Assainissement de Kinshasa : les universitaires du Cercle Sophie Kanza plaident pour un mécanisme scientifique de suivi

La question de l’assainissement de la capitale congolaise revient au cœur du débat public. Reçue par la ministre de l’Environnement, du Développement Durable et de la Nouvelle Économie du Climat, la Professeure Marie Nyange Ndambo, une délégation du Cercle Sophie Kanza a plaidé pour la mise en place d’un mécanisme scientifique indépendant chargé d’assurer un meilleur suivi des programmes d’assainissement dans la ville de Kinshasa.

Conduite par sa présidente, la professeure Berthe Nzinga Ilunga, la délégation de cette association qui regroupe des femmes professeures d’université de la RDC est venue partager son analyse face aux défis environnementaux qui frappent la capitale, une mégapole de plus de 15 millions d’habitants. Selon Berthe Nzinga Ilunga, l’initiative s’inscrit dans la volonté du monde académique de contribuer à la recherche de solutions durables pour une ville confrontée à une pression démographique croissante.

« Nous sommes venues voir Madame la Ministre parce que la question de l’assainissement de la ville de Kinshasa nous interpelle en tant que professeures et chercheuses. L’assainissement dans cette ville est fortement affecté par une croissance démographique galopante qui exerce une pression sur le système de drainage, la gestion des déchets et la gestion des eaux », a-t-elle expliqué.

Cette situation se traduit, selon elle, par des conséquences visibles dans la vie quotidienne des habitants : « À chaque pluie, il y a des inondations, une insalubrité quasi généralisée ainsi que la pollution de notre fleuve et de nos sols ».

Les universitaires pointent également un paradoxe : malgré la multiplicité des projets et initiatives consacrés à la gestion des déchets et à l’assainissement, les résultats demeurent limités sur le terrain.

« Nous avons constaté qu’il existe plusieurs programmes et projets dans ce domaine. Mais la question demeure : que font réellement ces initiatives et pourquoi les problèmes persistent-ils avec des conséquences parfois si graves ? », s’est interrogée la présidente du Cercle Sophie Kanza.

Pour la délégation, les difficultés observées seraient notamment liées à un manque de coordination entre les différents programmes, à l’absence d’évaluation systématique et à un suivi insuffisant des actions engagées.

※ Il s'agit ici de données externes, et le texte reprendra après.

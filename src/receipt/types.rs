use crate::{Error, config::FailureFormat};
use serde::{Deserialize, Deserializer, Serialize, de};
use serde_json::{Value, json};
use std::fmt;

/// An image received from a client, held only for the duration of one request.
#[derive(Debug, Clone)]
pub struct UploadedImage {
    pub bytes: Vec<u8>,
    pub content_type: String,
    pub file_name: Option<String>,
}

impl UploadedImage {
    pub fn new(bytes: impl Into<Vec<u8>>, content_type: impl Into<String>) -> Self {
        Self {
            bytes: bytes.into(),
            content_type: content_type.into(),
            file_name: None,
        }
    }

    pub fn with_file_name(mut self, file_name: impl Into<String>) -> Self {
        self.file_name = Some(file_name.into());
        self
    }
}

#[derive(Debug, Clone, Copy, PartialEq, Eq, Serialize, Deserialize)]
pub enum Storage {
    Pantry,
    Fridge,
    Freezer,
    None,
}

/// One food item extracted from a receipt.
#[derive(Debug, Clone, PartialEq, Serialize, Deserialize)]
pub struct ItemRecord {
    pub item: String,
    pub category: String,
    #[serde(default, skip_serializing_if = "Option::is_none")]
    pub storage: Option<Storage>,
    #[serde(deserialize_with = "whole_days")]
    pub shelf_life_days: u32,
    #[serde(default, skip_serializing_if = "Option::is_none")]
    pub reasoning: Option<String>,
    /// Kept as a JSON number so `1` is echoed back as `1`, not `1.0`.
    #[serde(default, skip_serializing_if = "Option::is_none")]
    pub quantity: Option<serde_json::Number>,
}

/// Models sometimes write `14.0` for a day count; accept it, but not `14.5` or `-2`.
fn whole_days<'de, D>(deserializer: D) -> Result<u32, D::Error>
where
    D: Deserializer<'de>,
{
    let number = serde_json::Number::deserialize(deserializer)?;
    if let Some(days) = number.as_u64() {
        return u32::try_from(days)
            .map_err(|_| de::Error::custom(format!("shelf_life_days {} out of range", days)));
    }

    match number.as_f64() {
        Some(days) if days.fract() == 0.0 && (0.0..=u32::MAX as f64).contains(&days) => Ok(days as u32),
        _ => Err(de::Error::custom(format!(
            "shelf_life_days must be a non-negative whole number, got {}",
            number
        ))),
    }
}

#[derive(Debug, Clone, Copy, PartialEq, Eq, Serialize)]
#[serde(rename_all = "snake_case")]
pub enum FailureKind {
    InvalidImage,
    Upstream,
    Timeout,
    Parse,
    Schema,
    ModelReported,
}

impl fmt::Display for FailureKind {
    fn fmt(&self, f: &mut fmt::Formatter<'_>) -> fmt::Result {
        let name = match self {
            Self::InvalidImage => "invalid_image",
            Self::Upstream => "upstream",
            Self::Timeout => "timeout",
            Self::Parse => "parse",
            Self::Schema => "schema",
            Self::ModelReported => "model_reported",
        };
        f.write_str(name)
    }
}

#[derive(Debug, Clone, PartialEq)]
pub struct AnalysisFailure {
    pub kind: FailureKind,
    pub details: String,
}

impl From<Error> for AnalysisFailure {
    fn from(err: Error) -> Self {
        let kind = match &err {
            Error::Image(_) => FailureKind::InvalidImage,
            Error::Timeout(_) => FailureKind::Timeout,
            Error::Parse(_) => FailureKind::Parse,
            Error::Schema(_) => FailureKind::Schema,
            Error::ModelReported(_) => FailureKind::ModelReported,
            _ => FailureKind::Upstream,
        };

        Self {
            kind,
            details: err.to_string(),
        }
    }
}

/// Outcome of analyzing one receipt. Failures are values, not errors.
#[derive(Debug, Clone, PartialEq)]
pub enum ReceiptAnalysis {
    Items(Vec<ItemRecord>),
    Failed(AnalysisFailure),
}

pub const FAILURE_MESSAGE: &str = "Failed to analyze receipt";
pub const ERROR_CATEGORY: &str = "Error";

impl ReceiptAnalysis {
    pub fn is_failure(&self) -> bool {
        matches!(self, Self::Failed(_))
    }

    /// Renders the analysis as the JSON body returned to HTTP callers.
    pub fn into_body(self, format: FailureFormat) -> Value {
        match self {
            Self::Items(items) => json!(items),
            Self::Failed(failure) => match format {
                FailureFormat::Object => json!({
                    "error": FAILURE_MESSAGE,
                    "kind": failure.kind,
                    "details": failure.details,
                }),
                FailureFormat::ItemList => {
                    let placeholder = ItemRecord {
                        item: "Error parsing receipt".to_string(),
                        category: ERROR_CATEGORY.to_string(),
                        storage: Some(Storage::None),
                        shelf_life_days: 0,
                        reasoning: None,
                        quantity: None,
                    };
                    json!([placeholder])
                }
            },
        }
    }
}

#[cfg(test)]
mod tests {
    use super::*;
    use pretty_assertions::assert_eq;
    use std::time::Duration;

    #[test]
    fn test_item_record_omits_absent_fields() {
        let record: ItemRecord = serde_json::from_value(json!({
            "item": "Milk",
            "shelf_life_days": 7,
            "category": "Dairy",
            "quantity": 1
        }))
        .unwrap();

        assert_eq!(
            serde_json::to_value(&record).unwrap(),
            json!({"item": "Milk", "shelf_life_days": 7, "category": "Dairy", "quantity": 1})
        );
    }

    #[test]
    fn test_storage_rejects_unknown_location() {
        let result = serde_json::from_value::<ItemRecord>(json!({
            "item": "Ice Cream",
            "category": "Dairy",
            "storage": "Garage",
            "shelf_life_days": 60
        }));

        assert!(result.is_err());
    }

    #[test]
    fn test_shelf_life_accepts_whole_float() {
        let record: ItemRecord = serde_json::from_value(json!({
            "item": "Yogurt",
            "category": "Dairy",
            "shelf_life_days": 14.0
        }))
        .unwrap();

        assert_eq!(record.shelf_life_days, 14);
        assert_eq!(serde_json::to_value(&record).unwrap()["shelf_life_days"], json!(14));
    }

    #[test]
    fn test_shelf_life_rejects_fraction_and_negative() {
        for days in [json!(14.5), json!(-2), json!(-3.0), json!("14"), json!(5_000_000_000u64)] {
            let result = serde_json::from_value::<ItemRecord>(json!({
                "item": "Yogurt",
                "category": "Dairy",
                "shelf_life_days": days
            }));

            assert!(result.is_err(), "accepted {}", days);
        }
    }

    #[test]
    fn test_failure_kind_from_error() {
        let cases = [
            (Error::image("empty"), FailureKind::InvalidImage),
            (Error::Timeout(Duration::from_secs(1)), FailureKind::Timeout),
            (Error::schema("bad"), FailureKind::Schema),
            (Error::model_reported("unreadable"), FailureKind::ModelReported),
            (Error::llm("503"), FailureKind::Upstream),
        ];

        for (err, expected) in cases {
            assert_eq!(AnalysisFailure::from(err).kind, expected);
        }
    }

    #[test]
    fn test_failure_object_body() {
        let analysis = ReceiptAnalysis::Failed(AnalysisFailure {
            kind: FailureKind::Timeout,
            details: "too slow".to_string(),
        });

        assert_eq!(
            analysis.into_body(FailureFormat::Object),
            json!({"error": "Failed to analyze receipt", "kind": "timeout", "details": "too slow"})
        );
    }

    #[test]
    fn test_failure_item_list_body() {
        let analysis = ReceiptAnalysis::Failed(AnalysisFailure {
            kind: FailureKind::Parse,
            details: "eof".to_string(),
        });

        assert_eq!(
            analysis.into_body(FailureFormat::ItemList),
            json!([{
                "item": "Error parsing receipt",
                "category": "Error",
                "storage": "None",
                "shelf_life_days": 0
            }])
        );
    }
}
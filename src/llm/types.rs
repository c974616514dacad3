//! Wire types for the Gemini `generateContent` REST call.

use serde::{Deserialize, Serialize};

#[derive(Debug, Clone, Serialize)]
#[serde(rename_all = "camelCase")]
pub struct GenerateContentRequest {
    pub contents: Vec<Content>,
    #[serde(skip_serializing_if = "Option::is_none")]
    pub generation_config: Option<GenerationConfig>,
}

#[derive(Debug, Clone, Serialize)]
pub struct Content {
    pub parts: Vec<Part>,
}

#[derive(Debug, Clone, Serialize)]
#[serde(untagged)]
pub enum Part {
    Text {
        text: String,
    },
    InlineData {
        #[serde(rename = "inlineData")]
        inline_data: InlineData,
    },
}

#[derive(Debug, Clone, Serialize)]
#[serde(rename_all = "camelCase")]
pub struct InlineData {
    pub mime_type: String,
    /// Base64-encoded bytes.
    pub data: String,
}

#[derive(Debug, Clone, Serialize)]
#[serde(rename_all = "camelCase")]
pub struct GenerationConfig {
    pub response_mime_type: String,
}

#[derive(Debug, Clone, Deserialize)]
#[serde(rename_all = "camelCase")]
pub struct GenerateContentResponse {
    #[serde(default)]
    pub candidates: Vec<Candidate>,
    #[serde(default)]
    pub prompt_feedback: Option<PromptFeedback>,
}

#[derive(Debug, Clone, Deserialize)]
#[serde(rename_all = "camelCase")]
pub struct Candidate {
    #[serde(default)]
    pub content: Option<CandidateContent>,
    #[serde(default)]
    pub finish_reason: Option<String>,
}

#[derive(Debug, Clone, Deserialize)]
pub struct CandidateContent {
    #[serde(default)]
    pub parts: Vec<CandidatePart>,
}

#[derive(Debug, Clone, Deserialize)]
pub struct CandidatePart {
    #[serde(default)]
    pub text: Option<String>,
    /// Set on reasoning summaries emitted by thinking models.
    #[serde(default)]
    pub thought: Option<bool>,
}

#[derive(Debug, Clone, Deserialize)]
#[serde(rename_all = "camelCase")]
pub struct PromptFeedback {
    #[serde(default)]
    pub block_reason: Option<String>,
}

impl GenerateContentResponse {
    /// Concatenated answer text of the first candidate, skipping thought parts.
    pub fn answer_text(&self) -> Option<String> {
        let content = self.candidates.first()?.content.as_ref()?;
        let text: String = content
            .parts
            .iter()
            .filter(|part| !part.thought.unwrap_or(false))
            .filter_map(|part| part.text.as_deref())
            .collect();

        if text.trim().is_empty() {
            None
        } else {
            Some(text)
        }
    }
}
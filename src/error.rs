use std::time::Duration;
use thiserror::Error;

pub type Result<T> = std::result::Result<T, Error>;

#[derive(Error, Debug)]
pub enum Error {
    #[error("Configuration error: {0}")]
    Config(String),

    #[error("LLM error: {0}")]
    Llm(String),

    #[error("Model call timed out after {}s", .0.as_secs_f64())]
    Timeout(Duration),

    #[error("Invalid image: {0}")]
    Image(String),

    #[error("Response is not valid JSON: {0}")]
    Parse(#[from] serde_json::Error),

    #[error("Response does not match the item schema: {0}")]
    Schema(String),

    #[error("Model reported an error: {0}")]
    ModelReported(String),

    #[error("YAML error: {0}")]
    Yaml(#[from] serde_yaml::Error),

    #[error("IO error: {0}")]
    Io(#[from] std::io::Error),

    #[error("Network error: {0}")]
    Network(#[from] reqwest::Error),

    #[error("Address parse error: {0}")]
    AddrParse(#[from] std::net::AddrParseError),

    #[error("OpenAI error: {0}")]
    OpenAi(#[from] async_openai::error::OpenAIError),
}

impl Error {
    pub fn config(msg: impl Into<String>) -> Self {
        Self::Config(msg.into())
    }

    pub fn llm(msg: impl Into<String>) -> Self {
        Self::Llm(msg.into())
    }

    pub fn image(msg: impl Into<String>) -> Self {
        Self::Image(msg.into())
    }

    pub fn schema(msg: impl Into<String>) -> Self {
        Self::Schema(msg.into())
    }

    pub fn model_reported(msg: impl Into<String>) -> Self {
        Self::ModelReported(msg.into())
    }
}

#[cfg(test)]
mod tests {
    use super::*;
    use pretty_assertions::assert_eq;

    #[test]
    fn test_timeout_message_names_duration() {
        let err = Error::Timeout(Duration::from_millis(1500));
        assert_eq!(err.to_string(), "Model call timed out after 1.5s");
    }

    #[test]
    fn test_parse_error_from_serde() {
        let err: Error = serde_json::from_str::<serde_json::Value>("not json")
            .unwrap_err()
            .into();
        assert!(matches!(err, Error::Parse(_)));
        assert!(err.to_string().starts_with("Response is not valid JSON"));
    }
}
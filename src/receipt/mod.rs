mod analyzer;
mod parse;
mod prompt;
mod types;

pub use analyzer::ReceiptAnalyzer;
pub use parse::{parse_items, strip_code_fences};
pub use prompt::RECEIPT_PROMPT;
pub use types::{
    AnalysisFailure, ERROR_CATEGORY, FAILURE_MESSAGE, FailureKind, ItemRecord, ReceiptAnalysis,
    Storage, UploadedImage,
};
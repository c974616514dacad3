use super::VisionClient;
use crate::{Error, Result, config::LlmConfig};
use async_openai::{
    Client,
    config::OpenAIConfig,
    types::{
        ChatCompletionRequestMessage, ChatCompletionRequestMessageContentPartImage,
        ChatCompletionRequestMessageContentPartText,
        ChatCompletionRequestUserMessageArgs, ChatCompletionRequestUserMessageContent,
        ChatCompletionRequestUserMessageContentPart, CreateChatCompletionRequestArgs, ImageDetail,
        ImageUrl,
    },
};
use async_trait::async_trait;
use base64::{Engine as _, engine::general_purpose};
use tracing::debug;

/// Any OpenAI-compatible chat completions endpoint with image input.
pub struct OpenAiClient {
    client: Client<OpenAIConfig>,
    model: String,
}

impl OpenAiClient {
    pub fn new(config: LlmConfig) -> Self {
        let mut openai_config = OpenAIConfig::new().with_api_key(config.api_key);

        if !config.base_url.is_empty() {
            openai_config = openai_config.with_api_base(config.base_url);
        }

        let client = Client::with_config(openai_config);

        Self {
            client,
            model: config.model,
        }
    }

    pub fn model(&self) -> &str {
        &self.model
    }
}

fn data_url(image: &[u8], mime_type: &str) -> String {
    format!(
        "data:{};base64,{}",
        mime_type,
        general_purpose::STANDARD.encode(image)
    )
}

#[async_trait]
impl VisionClient for OpenAiClient {
    async fn generate_with_image(
        &self,
        prompt: &str,
        image: &[u8],
        mime_type: &str,
    ) -> Result<String> {
        debug!(
            "Sending {} byte {} image to chat completion model {}",
            image.len(),
            mime_type,
            self.model
        );

        let parts = vec![
            ChatCompletionRequestUserMessageContentPart::Text(
                ChatCompletionRequestMessageContentPartText {
                    text: prompt.to_string(),
                },
            ),
            ChatCompletionRequestUserMessageContentPart::ImageUrl(
                ChatCompletionRequestMessageContentPartImage {
                    image_url: ImageUrl {
                        url: data_url(image, mime_type),
                        detail: Some(ImageDetail::High),
                    },
                },
            ),
        ];

        let message = ChatCompletionRequestUserMessageArgs::default()
            .content(ChatCompletionRequestUserMessageContent::Array(parts))
            .build()?;

        let messages: Vec<ChatCompletionRequestMessage> = vec![message.into()];

        let request = CreateChatCompletionRequestArgs::default()
            .model(&self.model)
            .messages(messages)
            .temperature(0.0)
            .build()?;

        let response = self.client.chat().create(request).await?;

        debug!(
            "Received chat completion response with {} choices",
            response.choices.len()
        );

        response
            .choices
            .into_iter()
            .next()
            .and_then(|choice| choice.message.content)
            .filter(|content| !content.trim().is_empty())
            .ok_or_else(|| Error::llm("Chat completion returned no content"))
    }
}
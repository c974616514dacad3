use async_trait::async_trait;
use pantry_receipt::{Error, Result, llm::VisionClient};
use std::sync::{Arc, Mutex};
use std::time::Duration;

/// A request observed by [`MockVisionClient`].
#[derive(Debug, Clone)]
pub struct RecordedCall {
    pub prompt: String,
    pub image: Vec<u8>,
    pub mime_type: String,
}

/// Mock vision model for testing
#[derive(Debug, Clone)]
pub struct MockVisionClient {
    pub reply: Option<String>,
    pub error: Option<String>,
    pub delay: Option<Duration>,
    pub calls: Arc<Mutex<Vec<RecordedCall>>>,
}

impl MockVisionClient {
    pub fn new() -> Self {
        Self {
            reply: None,
            error: None,
            delay: None,
            calls: Arc::new(Mutex::new(Vec::new())),
        }
    }

    pub fn with_reply(mut self, reply: impl Into<String>) -> Self {
        self.reply = Some(reply.into());
        self
    }

    pub fn with_error(mut self, error: impl Into<String>) -> Self {
        self.error = Some(error.into());
        self
    }

    pub fn with_delay(mut self, delay: Duration) -> Self {
        self.delay = Some(delay);
        self
    }

    pub fn call_count(&self) -> usize {
        self.calls.lock().unwrap().len()
    }

    pub fn get_calls(&self) -> Vec<RecordedCall> {
        self.calls.lock().unwrap().clone()
    }
}

impl Default for MockVisionClient {
    fn default() -> Self {
        Self::new()
    }
}

#[async_trait]
impl VisionClient for MockVisionClient {
    async fn generate_with_image(
        &self,
        prompt: &str,
        image: &[u8],
        mime_type: &str,
    ) -> Result<String> {
        self.calls.lock().unwrap().push(RecordedCall {
            prompt: prompt.to_string(),
            image: image.to_vec(),
            mime_type: mime_type.to_string(),
        });

        if let Some(delay) = self.delay {
            tokio::time::sleep(delay).await;
        }

        if let Some(ref error) = self.error {
            return Err(Error::llm(error.clone()));
        }

        self.reply
            .clone()
            .ok_or_else(|| Error::llm("No mock reply configured"))
    }
}
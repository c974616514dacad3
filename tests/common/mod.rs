#![allow(dead_code)]

pub mod mocks;
pub mod test_utils;
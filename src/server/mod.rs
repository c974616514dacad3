pub mod handlers;
pub mod types;

use crate::{
    Error, Result,
    config::{Config, CorsConfig},
    llm::create_vision_client,
    receipt::ReceiptAnalyzer,
};
use axum::{
    Router,
    extract::DefaultBodyLimit,
    http::HeaderValue,
    routing::{get, post},
};
use handlers::AppState;
use std::{net::SocketAddr, sync::Arc};
use tower_http::{
    cors::{AllowHeaders, AllowMethods, AllowOrigin, CorsLayer},
    trace::TraceLayer,
};
use tracing::info;

pub fn app_state(config: &Config) -> AppState {
    let client = create_vision_client(&config.llm);
    AppState {
        analyzer: Arc::new(ReceiptAnalyzer::from_config(client, &config.llm)),
        failure_format: config.llm.failure_format,
    }
}

/// Builds the HTTP routes without CORS or tracing layers.
pub fn routes(state: AppState, max_upload_bytes: usize) -> Router {
    Router::new()
        .route("/", get(handlers::root))
        .route("/upload", post(handlers::upload_receipt))
        .layer(DefaultBodyLimit::max(max_upload_bytes))
        .with_state(state)
}

pub fn cors_layer(config: &CorsConfig) -> Result<CorsLayer> {
    // Browsers never send a trailing slash in the Origin header.
    let origins = config
        .allowed_origins
        .iter()
        .map(|origin| {
            origin
                .trim_end_matches('/')
                .parse::<HeaderValue>()
                .map_err(|_| Error::config(format!("Invalid CORS origin: '{}'", origin)))
        })
        .collect::<Result<Vec<_>>>()?;

    Ok(CorsLayer::new()
        .allow_origin(AllowOrigin::list(origins))
        .allow_methods(AllowMethods::mirror_request())
        .allow_headers(AllowHeaders::mirror_request())
        .allow_credentials(true))
}

pub fn app(state: AppState, config: &Config) -> Result<Router> {
    Ok(routes(state, config.server.max_upload_bytes)
        .layer(cors_layer(&config.server.cors)?)
        .layer(TraceLayer::new_for_http()))
}

pub async fn run(config: Config) -> Result<()> {
    let state = app_state(&config);
    let router = app(state, &config)?;

    let addr = SocketAddr::new(config.server.host.parse()?, config.server.port);

    info!(
        "Starting server on {} using {:?} model {}",
        addr, config.llm.provider, config.llm.model
    );

    let listener = tokio::net::TcpListener::bind(addr).await?;
    axum::serve(listener, router).await?;

    Ok(())
}
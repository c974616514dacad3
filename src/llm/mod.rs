mod client;
mod gemini;
mod openai;
pub mod types;

pub use client::{VisionClient, create_vision_client};
pub use gemini::GeminiClient;
pub use openai::OpenAiClient;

Face à ce constat, les universitaires proposent la création d’un dispositif scientifique indépendant capable de coordonner, d’évaluer et de suivre l’ensemble des programmes d’assainissement dans la capitale. Une telle structure, estiment-elles, permettrait de produire des analyses rigoureuses et de formuler des recommandations concrètes pour améliorer durablement la gestion des déchets, le drainage urbain et la salubrité publique.

Au terme de la rencontre, la ministre de l’Environnement a pris acte des préoccupations et propositions formulées par les membres du Cercle Sophie Kanza. Elle s’est engagée à examiner les pistes de collaboration évoquées afin d’identifier des solutions susceptibles de renforcer l’efficacité des politiques d’assainissement dans la capitale congolaise.

Cette démarche illustre l’importance croissante du dialogue entre décideurs publics et monde académique pour relever l’un des défis urbains majeurs de Kinshasa : restaurer durablement la salubrité d’une métropole en pleine expansion.